Há dois anos escrevi neste mesmo espaço o artigo intitulado O dia do Juízo Final: fim dos contratos legados de transporte de gás natural. Nele, alertava para a urgência de uma ampla discussão sobre a estrutura tarifária do transporte de gás natural no Brasil e destacava a necessidade de uma revisão regulatória que destravasse o potencial do setor.
Infelizmente, passados dois anos, o quadro permanece praticamente inalterado.
Não é novidade que o mercado brasileiro de gás natural encontra-se estagnado há mais de uma década. A promulgação da nova Lei do Gás (Lei nº 14.134/2021) gerou expectativas de que um ambiente regulatório mais eficiente permitiria a ampliação da infraestrutura de transporte, a diversificação de agentes e produtos e a redução de barreiras de entrada.
O cenário atual, no entanto, ainda está longe dessa realidade, em grande parte por falta de atuação mais célere da Agência Nacional do Petróleo, Gás Natural e Biocombustíveis (ANP), decorrente das limitações orçamentárias e de pessoal, em especial quanto às questões da desconcentração de mercado e da revisão tarifária do setor de transporte.
O principal obstáculo permanece o elevado custo do gás natural no Brasil, um dos mais altos do mundo. Apesar da frequência com que se aponta a molécula como fator principal do custo, outro ponto muito mais oneroso é pouco discutido: a infraestrutura. Estima-se que mais de 60% do custo final ao consumidor seja atribuído ao escoamento, processamento, transporte e distribuição.

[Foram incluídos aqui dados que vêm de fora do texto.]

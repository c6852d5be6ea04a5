//! Ollama text-generation client.
//!
//! Calls `POST {url}/api/generate` with `stream: false` and returns the
//! `response` field. Failures are reported once and never retried: a slow
//! or absent model is the caller's signal, not something to paper over.

use std::time::Duration;

use async_trait::async_trait;
use refchat_core::retriever::LanguageModel;
use refchat_core::{Error, Result};
use serde::{Deserialize, Serialize};
use tracing::{debug, warn};

use crate::config::LlmConfig;
use crate::embedding::request_error;

#[derive(Debug, Serialize)]
struct GenerateRequest<'a> {
    model: &'a str,
    prompt: &'a str,
    stream: bool,
}

#[derive(Debug, Deserialize)]
struct GenerateResponse {
    #[serde(default)]
    response: String,
}

/// Language model served by a local Ollama instance.
#[derive(Debug, Clone)]
pub struct OllamaClient {
    client: reqwest::Client,
    url: String,
    model: String,
}

impl OllamaClient {
    pub fn new(config: &LlmConfig) -> Result<Self> {
        let client = reqwest::Client::builder()
            .timeout(Duration::from_secs(config.timeout_secs))
            .build()
            .map_err(|e| Error::internal(format!("failed to build HTTP client: {}", e)))?;
        Ok(Self {
            client,
            url: config.url.trim_end_matches('/').to_string(),
            model: config.model.clone(),
        })
    }

    pub fn url(&self) -> &str {
        &self.url
    }

    /// `true` when `GET /api/tags` answers with a success status.
    pub async fn health(&self) -> bool {
        let response = self
            .client
            .get(format!("{}/api/tags", self.url))
            .timeout(Duration::from_secs(5))
            .send()
            .await;
        match response {
            Ok(resp) => resp.status().is_success(),
            Err(e) => {
                debug!(url = %self.url, error = %e, "Ollama health check failed");
                false
            }
        }
    }
}

#[async_trait]
impl LanguageModel for OllamaClient {
    fn model_name(&self) -> &str {
        &self.model
    }

    async fn generate(&self, prompt: &str) -> Result<String> {
        let prompt = prompt.trim();
        if prompt.is_empty() {
            return Err(Error::validation("prompt must not be empty"));
        }

        let response = self
            .client
            .post(format!("{}/api/generate", self.url))
            .json(&GenerateRequest {
                model: &self.model,
                prompt,
                stream: false,
            })
            .send()
            .await
            .map_err(|e| request_error(&self.url, e))?;

        let status = response.status();
        if !status.is_success() {
            let body = response.text().await.unwrap_or_default();
            warn!(%status, model = %self.model, "Ollama generate failed");
            return Err(Error::unavailable(format!(
                "Ollama API error {}: {}",
                status, body
            )));
        }

        let body: GenerateResponse = response.json().await.map_err(|e| {
            if e.is_timeout() {
                Error::Timeout(format!("reading Ollama response timed out: {}", e))
            } else {
                Error::unavailable(format!("invalid Ollama response: {}", e))
            }
        })?;
        Ok(body.response)
    }
}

O segmento de transporte, em particular, representa um gargalo crítico. As tarifas atualmente praticadas permanecem ancoradas em contratos legados firmados entre a Petrobras e as transportadoras, existentes à época da alienação de ativos da estatal.
Os valores pactuados pela Petrobras e as transportadoras, na realidade, não poderiam estar sendo cobrados dos demais usuários do sistema, cujo acesso à infraestrutura é garantido por lei, já que tal valor não representa uma tarifa aprovada pelo agente regulador.
Um acerto entre dois entes privados não tem o condão de passar a ser utilizado como tarifa imposta a todos os usuários.
O valor da contrapartida financeira da Petrobras para as transportadoras, a título de contratação de capacidade, através de contratos legados, é resultante de um negócio financeiro entre entes privados, e, portanto, não pode ser considerado como tarifa de transporte, já que não foi aprovada pela ANP.
Assim, o valor dos contratos legados seriam honrados, cabendo aos carregadores arcar com o valor justo e regulado pela ANP, ficando a Petrobras responsável pelo pagamento de eventual complemento de forma a alcançar o montante avençado com as transportadoras.
Destarte, haveria a desvinculação da tarifa de transporte dos valores financeiros contratados em caráter privado, que não podem ser, em qualquer hipótese, considerados como Receita Máxima Permitida da concessão, uma vez que não houve tal aprovação pela ANP.
Esses tais contratos garantem receitas fixas às transportadoras, independentemente do volume efetivamente transportado, conforme contrato firmado com a Petrobras, não sendo os valores pagos decorrentes de uma tarifa regulada pela ANP, e seu repasse para os demais usuários configura um modelo distorcido, de risco assimétrico, que compromete a racionalidade econômica do setor.
Parte desses contratos vence ao final deste ano, e terão que passar por uma revisão integral das tarifas ou, numa melhor compreensão, por uma análise para aprovação de uma tarifa para as transportadoras, descolada dos valores que vêm sendo cobrados, já que não houve qualquer procedimento regulatório para tal propósito.
O processo de aprovação das tarifas para o transporte poderá, inclusive, atestar que o valor da tarifa é inferior àquele pactuado pela Petrobras com as transportadoras, implicando em obrigação de devolução dos valores cobrados a maior dos demais usuários nos processos pretéritos de cessão de capacidade.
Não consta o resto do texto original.